Whatever is in store for Trinity Western this season, Jean-Paul knows the Winnipeg Wesmen team touring B.C. this week — including a 7:30 p.m. date tonight (Oct. 13) at UFV against Deanna Tuchscherer and the Fraser Valley Cascades — will pose as tough a test as they could hope for, especially at this early juncture of the re-start campaign.

Not only is Filewich, the all-Canadian and former UBC Thunderbird, re-united with a cast of former foes and teammates on head coach Tanya McKay’s 15-player roster, all of whom hail from the province of Manitoba, she’s joining forces with fellow all-stars in former Regina transfer guard Kyanna Giles, and returning fifth-year forward Faith Hezekiah, the latter felled by an ACL injury in the October of 2019. Also a part of that mix is 2020 U Sports rookie team all-star guard Anna Kergnahan.

Keylyn Filewich (right), the former UBC Thunderbirds post, has gone back to her hometown roots as a fifth-year transfer for the Winnipeg Wesmen, who play Thursday at the Langley Events Centre against the Trinity Western Spartans. (Photo by Bob Frid property of UBC athletics 2021. All Rights Reserved)

“It’s an intimidating roster and their style of play, their defensive intensity, and just their…  they play with that attack-mode kind of mentality,” says Jean-Paul. “So to host them is a great opportunity for us on learning how to withstand the pressure they will impose.”

And off course the first place most will look is in that re-introduction Fransson will get to Filewich in the post.

“For Nicole to play against one of the best posts in the country is great leading into our regular season,” said Jean-Paul, casting one eye ahead to the conference openers Oct. 28 at UBC (6 p.m.), and the Spartans league home opener the next night at the LEC against the Victoria Vikes. Both will tip at 6 p.m.

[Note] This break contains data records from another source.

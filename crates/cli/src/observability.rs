//! Tracing subscriber and OpenTelemetry wiring.
//!
//! All `tracing` spans and events from every crate in the workspace flow
//! through the subscriber installed here. Logs go to stderr so stdout carries
//! only command output.

use anyhow::Context;
use opentelemetry::trace::TracerProvider as _;
use opentelemetry::KeyValue;
use opentelemetry_otlp::WithExportConfig;
use opentelemetry_sdk::trace::TracerProvider;
use opentelemetry_sdk::Resource;
use tracing_subscriber::layer::SubscriberExt;
use tracing_subscriber::util::SubscriberInitExt;
use tracing_subscriber::{fmt, EnvFilter};

const SERVICE_NAME: &str = "questgen";

/// Log line encoding.
#[derive(Debug, Clone, Copy, PartialEq, Eq)]
pub enum LogFormat {
    Json,
    Text,
}

/// Flushes and shuts down the OTLP pipeline when dropped.
pub struct TelemetryGuard {
    provider: Option<TracerProvider>,
}

impl Drop for TelemetryGuard {
    fn drop(&mut self) {
        if let Some(provider) = self.provider.take() {
            if let Err(e) = provider.shutdown() {
                eprintln!("failed to shut down tracer provider: {e}");
            }
        }
    }
}

/// Installs the global subscriber: `RUST_LOG` filter (default `info`), a fmt
/// layer in `format`, and an OTLP exporter when `otlp_endpoint` is set.
///
/// Must be called from within the tokio runtime.
pub fn init(format: LogFormat, otlp_endpoint: Option<&str>) -> anyhow::Result<TelemetryGuard> {
    let filter = EnvFilter::try_from_default_env().unwrap_or_else(|_| EnvFilter::new("info"));

    let provider = otlp_endpoint.map(tracer_provider).transpose()?;
    let otel_layer = provider
        .as_ref()
        .map(|provider| tracing_opentelemetry::layer().with_tracer(provider.tracer(SERVICE_NAME)));

    let json_layer = (format == LogFormat::Json).then(|| {
        fmt::layer()
            .json()
            .with_current_span(true)
            .with_writer(std::io::stderr)
    });
    let text_layer =
        (format == LogFormat::Text).then(|| fmt::layer().with_writer(std::io::stderr));

    tracing_subscriber::registry()
        .with(filter)
        .with(otel_layer)
        .with(json_layer)
        .with(text_layer)
        .try_init()
        .context("failed to install tracing subscriber")?;

    if let Some(provider) = &provider {
        opentelemetry::global::set_tracer_provider(provider.clone());
    }

    Ok(TelemetryGuard { provider })
}

fn tracer_provider(endpoint: &str) -> anyhow::Result<TracerProvider> {
    let exporter = opentelemetry_otlp::SpanExporter::builder()
        .with_tonic()
        .with_endpoint(endpoint)
        .build()
        .context("failed to build OTLP span exporter")?;

    Ok(TracerProvider::builder()
        .with_batch_exporter(exporter, opentelemetry_sdk::runtime::Tokio)
        .with_resource(Resource::new(vec![KeyValue::new("service.name", SERVICE_NAME)]))
        .build())
}
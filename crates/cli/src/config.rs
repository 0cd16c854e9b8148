//! Environment-supplied configuration.

use std::path::PathBuf;
use std::time::Duration;

use anyhow::Context;
use llm::OpenRouterConfig;
use pipeline::{policy::DEFAULT_RULE_TTL, ModelId};

use crate::observability::LogFormat;

pub const DEFAULT_HTTP_REFERER: &str = "https://kidsquest.app";
pub const DEFAULT_APP_TITLE: &str = "KidsQuest";
pub const DEFAULT_RULES_PATH: &str = "content_rules.json";

/// Everything the composition root reads from the environment.
#[derive(Debug, Clone)]
pub struct AppConfig {
    pub provider: OpenRouterConfig,
    pub disable_rate_limit: bool,
    pub rules_path: PathBuf,
    pub rule_cache_ttl: Duration,
    pub log_format: LogFormat,
    pub otlp_endpoint: Option<String>,
}

impl AppConfig {
    pub fn from_env() -> anyhow::Result<Self> {
        Self::from_lookup(|key| std::env::var(key).ok())
    }

    /// Builds the configuration from `lookup`; blank values count as unset.
    ///
    /// A missing API key is left for the client's own validation to report.
    pub fn from_lookup(lookup: impl Fn(&str) -> Option<String>) -> anyhow::Result<Self> {
        let var = |key: &str| lookup(key).filter(|value| !value.trim().is_empty());

        let timeout_ms = match var("OPENROUTER_TIMEOUT_MS") {
            Some(raw) => raw.trim().parse::<u64>().with_context(|| {
                format!("OPENROUTER_TIMEOUT_MS must be a whole number of milliseconds, got {raw:?}")
            })?,
            None => llm::DEFAULT_TIMEOUT.as_millis() as u64,
        };

        let rule_cache_ttl = match var("RULE_CACHE_TTL_SECS") {
            Some(raw) => Duration::from_secs(raw.trim().parse::<u64>().with_context(|| {
                format!("RULE_CACHE_TTL_SECS must be a whole number of seconds, got {raw:?}")
            })?),
            None => DEFAULT_RULE_TTL,
        };

        let mut provider = OpenRouterConfig::new(
            var("OPENROUTER_API_KEY").unwrap_or_default(),
            var("APP_HTTP_REFERER").unwrap_or_else(|| DEFAULT_HTTP_REFERER.to_owned()),
            var("APP_TITLE").unwrap_or_else(|| DEFAULT_APP_TITLE.to_owned()),
        )
        .with_timeout(Duration::from_millis(timeout_ms));
        if let Some(base_url) = var("OPENROUTER_BASE_URL") {
            provider = provider.with_base_url(base_url);
        }
        if let Some(model) = var("OPENROUTER_MODEL").and_then(ModelId::new) {
            provider = provider.with_default_model(model);
        }

        Ok(Self {
            provider,
            disable_rate_limit: var("DISABLE_RATE_LIMIT").is_some_and(|v| is_truthy(&v)),
            rules_path: PathBuf::from(
                var("CONTENT_RULES_PATH").unwrap_or_else(|| DEFAULT_RULES_PATH.to_owned()),
            ),
            rule_cache_ttl,
            log_format: match var("LOG_FORMAT") {
                Some(v) if v.trim().eq_ignore_ascii_case("text") => LogFormat::Text,
                _ => LogFormat::Json,
            },
            otlp_endpoint: var("OTEL_EXPORTER_OTLP_ENDPOINT"),
        })
    }
}

fn is_truthy(value: &str) -> bool {
    matches!(
        value.trim().to_ascii_lowercase().as_str(),
        "1" | "true" | "yes" | "on"
    )
}

#[cfg(test)]
mod tests {
    use super::*;
    use std::collections::HashMap;

    fn config(vars: &[(&str, &str)]) -> anyhow::Result<AppConfig> {
        let vars: HashMap<String, String> = vars
            .iter()
            .map(|(k, v)| (k.to_string(), v.to_string()))
            .collect();
        AppConfig::from_lookup(|key| vars.get(key).cloned())
    }

    #[test]
    fn defaults_apply_when_unset() {
        let config = config(&[("OPENROUTER_API_KEY", "sk-1")]).unwrap();
        assert_eq!(config.provider.api_key, "sk-1");
        assert_eq!(config.provider.http_referer, DEFAULT_HTTP_REFERER);
        assert_eq!(config.provider.app_title, DEFAULT_APP_TITLE);
        assert_eq!(config.provider.timeout, Some(Duration::from_secs(30)));
        assert_eq!(config.provider.base_url, None);
        assert!(!config.disable_rate_limit);
        assert_eq!(config.rules_path, PathBuf::from(DEFAULT_RULES_PATH));
        assert_eq!(config.rule_cache_ttl, DEFAULT_RULE_TTL);
        assert_eq!(config.log_format, LogFormat::Json);
        assert_eq!(config.otlp_endpoint, None);
    }

    #[test]
    fn overrides_are_read() {
        let config = config(&[
            ("OPENROUTER_API_KEY", "sk-1"),
            ("OPENROUTER_BASE_URL", "http://localhost:8080/v1"),
            ("OPENROUTER_MODEL", "openai/gpt-4o-mini"),
            ("OPENROUTER_TIMEOUT_MS", "5000"),
            ("DISABLE_RATE_LIMIT", "TRUE"),
            ("RULE_CACHE_TTL_SECS", "60"),
            ("LOG_FORMAT", "text"),
        ])
        .unwrap();
        assert_eq!(config.provider.base_url.as_deref(), Some("http://localhost:8080/v1"));
        assert_eq!(
            config.provider.default_model.as_ref().map(ModelId::as_str),
            Some("openai/gpt-4o-mini")
        );
        assert_eq!(config.provider.timeout, Some(Duration::from_millis(5000)));
        assert!(config.disable_rate_limit);
        assert_eq!(config.rule_cache_ttl, Duration::from_secs(60));
        assert_eq!(config.log_format, LogFormat::Text);
    }

    #[test]
    fn malformed_numbers_are_reported() {
        let err = config(&[("OPENROUTER_TIMEOUT_MS", "soon")]).unwrap_err();
        assert!(err.to_string().contains("OPENROUTER_TIMEOUT_MS"));
    }

    #[test]
    fn missing_key_surfaces_at_client_construction() {
        let config = config(&[]).unwrap();
        assert!(config.provider.validate().is_err());
    }
}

“It’s (Winnipeg’s) post play, it’s their guard play, their ability to shoot it, how they play defence and make you earn every point,” re-inforced Jean-Paul.

“If there are weaknesses after our last week of practice, they will reveal themselves, and then we’ve got two weeks to get ready for the B.C. Division. Winnipeg will give us the chance to see a little bit of everything.”